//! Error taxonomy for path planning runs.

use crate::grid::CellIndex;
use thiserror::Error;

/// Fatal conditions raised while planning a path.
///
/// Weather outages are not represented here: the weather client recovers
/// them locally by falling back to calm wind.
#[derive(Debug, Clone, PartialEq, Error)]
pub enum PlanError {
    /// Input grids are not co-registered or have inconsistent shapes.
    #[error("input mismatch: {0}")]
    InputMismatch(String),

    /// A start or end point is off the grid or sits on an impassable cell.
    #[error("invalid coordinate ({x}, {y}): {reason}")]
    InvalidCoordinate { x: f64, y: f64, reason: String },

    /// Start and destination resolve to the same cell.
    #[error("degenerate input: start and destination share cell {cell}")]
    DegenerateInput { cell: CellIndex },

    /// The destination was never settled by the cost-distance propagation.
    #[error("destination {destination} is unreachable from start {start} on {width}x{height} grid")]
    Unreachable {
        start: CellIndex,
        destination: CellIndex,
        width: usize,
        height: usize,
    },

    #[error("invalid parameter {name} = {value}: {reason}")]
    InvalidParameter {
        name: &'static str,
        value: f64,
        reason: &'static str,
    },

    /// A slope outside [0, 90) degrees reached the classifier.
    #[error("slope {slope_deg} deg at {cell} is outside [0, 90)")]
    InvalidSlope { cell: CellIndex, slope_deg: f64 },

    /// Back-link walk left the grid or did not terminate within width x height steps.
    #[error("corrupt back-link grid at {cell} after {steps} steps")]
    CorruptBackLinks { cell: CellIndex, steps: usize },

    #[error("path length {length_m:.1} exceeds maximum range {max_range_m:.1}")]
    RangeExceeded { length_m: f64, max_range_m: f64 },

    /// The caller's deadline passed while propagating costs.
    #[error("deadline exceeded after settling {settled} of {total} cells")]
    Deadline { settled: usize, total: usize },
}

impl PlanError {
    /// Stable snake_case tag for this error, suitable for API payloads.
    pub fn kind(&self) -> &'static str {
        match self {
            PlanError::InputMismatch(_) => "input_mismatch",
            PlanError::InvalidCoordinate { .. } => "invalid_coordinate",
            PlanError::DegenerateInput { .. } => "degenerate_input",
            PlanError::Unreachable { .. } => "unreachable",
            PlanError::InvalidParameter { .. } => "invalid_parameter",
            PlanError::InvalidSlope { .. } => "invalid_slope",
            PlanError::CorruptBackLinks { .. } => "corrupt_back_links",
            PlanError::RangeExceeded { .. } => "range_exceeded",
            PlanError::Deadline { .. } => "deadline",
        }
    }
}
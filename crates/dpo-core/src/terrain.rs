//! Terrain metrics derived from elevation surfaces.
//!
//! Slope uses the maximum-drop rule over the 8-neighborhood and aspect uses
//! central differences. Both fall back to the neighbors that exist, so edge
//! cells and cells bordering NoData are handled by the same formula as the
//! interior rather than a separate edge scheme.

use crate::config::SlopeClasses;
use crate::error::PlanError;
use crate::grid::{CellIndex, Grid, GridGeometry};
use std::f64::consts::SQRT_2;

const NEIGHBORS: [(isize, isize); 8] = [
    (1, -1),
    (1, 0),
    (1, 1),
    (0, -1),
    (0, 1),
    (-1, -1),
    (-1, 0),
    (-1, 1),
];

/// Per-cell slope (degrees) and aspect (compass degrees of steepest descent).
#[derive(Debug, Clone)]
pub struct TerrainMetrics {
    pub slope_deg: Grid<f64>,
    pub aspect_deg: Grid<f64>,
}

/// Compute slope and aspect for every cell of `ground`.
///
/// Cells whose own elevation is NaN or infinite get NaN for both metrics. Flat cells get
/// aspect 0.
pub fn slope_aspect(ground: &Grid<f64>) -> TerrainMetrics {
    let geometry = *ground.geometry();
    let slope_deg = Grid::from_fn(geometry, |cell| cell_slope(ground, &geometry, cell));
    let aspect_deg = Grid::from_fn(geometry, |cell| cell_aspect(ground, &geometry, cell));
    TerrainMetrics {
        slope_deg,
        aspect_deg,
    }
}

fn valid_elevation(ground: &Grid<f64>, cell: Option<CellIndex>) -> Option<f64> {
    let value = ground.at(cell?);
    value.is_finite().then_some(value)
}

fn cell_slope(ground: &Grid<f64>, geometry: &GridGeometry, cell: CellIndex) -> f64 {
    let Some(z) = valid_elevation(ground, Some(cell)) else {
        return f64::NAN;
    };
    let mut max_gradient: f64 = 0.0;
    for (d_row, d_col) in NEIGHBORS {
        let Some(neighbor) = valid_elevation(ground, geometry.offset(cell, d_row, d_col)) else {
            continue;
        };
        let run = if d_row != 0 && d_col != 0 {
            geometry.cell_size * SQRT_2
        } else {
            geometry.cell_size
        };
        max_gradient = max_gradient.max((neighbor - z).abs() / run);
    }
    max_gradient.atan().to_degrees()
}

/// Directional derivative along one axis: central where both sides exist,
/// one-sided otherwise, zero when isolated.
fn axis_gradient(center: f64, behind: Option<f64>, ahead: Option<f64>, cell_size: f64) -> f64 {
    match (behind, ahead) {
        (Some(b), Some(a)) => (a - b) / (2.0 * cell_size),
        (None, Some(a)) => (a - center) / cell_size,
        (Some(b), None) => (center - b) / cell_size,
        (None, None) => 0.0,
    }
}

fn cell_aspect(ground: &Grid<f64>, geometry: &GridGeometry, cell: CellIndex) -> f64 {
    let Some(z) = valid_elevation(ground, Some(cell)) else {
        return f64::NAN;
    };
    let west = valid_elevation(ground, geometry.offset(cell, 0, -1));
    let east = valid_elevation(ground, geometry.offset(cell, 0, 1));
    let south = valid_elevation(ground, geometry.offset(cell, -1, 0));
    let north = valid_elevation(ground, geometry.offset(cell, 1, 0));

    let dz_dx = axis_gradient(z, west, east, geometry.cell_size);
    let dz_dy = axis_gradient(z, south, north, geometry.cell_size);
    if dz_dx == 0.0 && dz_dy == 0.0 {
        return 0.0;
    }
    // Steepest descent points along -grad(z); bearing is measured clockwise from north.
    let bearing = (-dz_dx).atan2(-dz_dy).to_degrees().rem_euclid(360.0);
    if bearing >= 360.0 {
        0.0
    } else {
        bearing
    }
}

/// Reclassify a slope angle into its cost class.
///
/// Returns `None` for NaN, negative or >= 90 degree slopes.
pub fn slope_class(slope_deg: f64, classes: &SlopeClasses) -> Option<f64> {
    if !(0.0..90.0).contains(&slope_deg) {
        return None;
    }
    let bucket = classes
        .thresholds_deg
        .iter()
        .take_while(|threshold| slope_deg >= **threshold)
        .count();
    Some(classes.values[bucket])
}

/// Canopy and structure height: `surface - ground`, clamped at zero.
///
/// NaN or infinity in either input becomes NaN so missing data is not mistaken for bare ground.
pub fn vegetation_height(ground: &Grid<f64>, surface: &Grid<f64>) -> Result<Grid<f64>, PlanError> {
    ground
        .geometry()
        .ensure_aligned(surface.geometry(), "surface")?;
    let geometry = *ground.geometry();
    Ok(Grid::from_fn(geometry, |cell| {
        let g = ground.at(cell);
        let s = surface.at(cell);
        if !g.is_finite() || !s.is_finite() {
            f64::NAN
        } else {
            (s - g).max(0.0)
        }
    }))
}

· · · ·

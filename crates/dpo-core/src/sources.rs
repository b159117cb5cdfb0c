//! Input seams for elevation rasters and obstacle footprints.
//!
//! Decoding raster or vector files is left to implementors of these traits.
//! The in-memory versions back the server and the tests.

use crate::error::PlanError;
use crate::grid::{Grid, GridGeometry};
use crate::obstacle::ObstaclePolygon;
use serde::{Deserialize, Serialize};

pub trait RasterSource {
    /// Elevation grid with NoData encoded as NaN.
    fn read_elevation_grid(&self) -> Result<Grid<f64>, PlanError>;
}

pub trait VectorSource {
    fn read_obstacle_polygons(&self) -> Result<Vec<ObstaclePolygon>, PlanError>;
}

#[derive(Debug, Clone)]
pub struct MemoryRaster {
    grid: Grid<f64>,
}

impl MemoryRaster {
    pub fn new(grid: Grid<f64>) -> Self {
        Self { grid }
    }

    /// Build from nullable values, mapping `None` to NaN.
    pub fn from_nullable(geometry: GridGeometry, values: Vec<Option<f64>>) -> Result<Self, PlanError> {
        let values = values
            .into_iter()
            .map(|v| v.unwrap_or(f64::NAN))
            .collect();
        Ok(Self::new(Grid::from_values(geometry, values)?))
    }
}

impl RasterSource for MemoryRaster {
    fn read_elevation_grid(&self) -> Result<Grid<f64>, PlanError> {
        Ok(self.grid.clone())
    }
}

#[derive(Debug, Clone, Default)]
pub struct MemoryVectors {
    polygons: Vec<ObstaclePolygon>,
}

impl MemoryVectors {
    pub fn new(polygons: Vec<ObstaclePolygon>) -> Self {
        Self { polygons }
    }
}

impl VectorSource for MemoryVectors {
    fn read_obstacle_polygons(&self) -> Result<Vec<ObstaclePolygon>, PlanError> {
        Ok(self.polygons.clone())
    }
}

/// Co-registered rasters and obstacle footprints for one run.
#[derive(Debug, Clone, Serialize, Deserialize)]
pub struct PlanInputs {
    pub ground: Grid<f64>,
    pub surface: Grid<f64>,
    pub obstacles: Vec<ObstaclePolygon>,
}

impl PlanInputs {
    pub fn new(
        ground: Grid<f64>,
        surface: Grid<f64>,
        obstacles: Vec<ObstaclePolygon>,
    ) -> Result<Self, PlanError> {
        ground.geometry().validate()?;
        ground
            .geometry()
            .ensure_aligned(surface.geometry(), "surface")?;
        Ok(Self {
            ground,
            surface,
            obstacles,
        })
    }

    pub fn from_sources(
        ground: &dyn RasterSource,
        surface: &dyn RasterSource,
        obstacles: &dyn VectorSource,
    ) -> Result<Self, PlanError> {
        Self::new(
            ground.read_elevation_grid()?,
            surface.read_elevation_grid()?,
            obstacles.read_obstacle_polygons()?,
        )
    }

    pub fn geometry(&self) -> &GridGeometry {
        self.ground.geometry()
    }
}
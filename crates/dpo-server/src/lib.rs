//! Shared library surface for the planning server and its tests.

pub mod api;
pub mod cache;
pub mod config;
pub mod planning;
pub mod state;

· · · ·

The task:
Filter this listing and copy only the lines holding the word "static".

Your response:
        name: &'static str,
        reason: &'static str,
    pub fn kind(&self) -> &'static str {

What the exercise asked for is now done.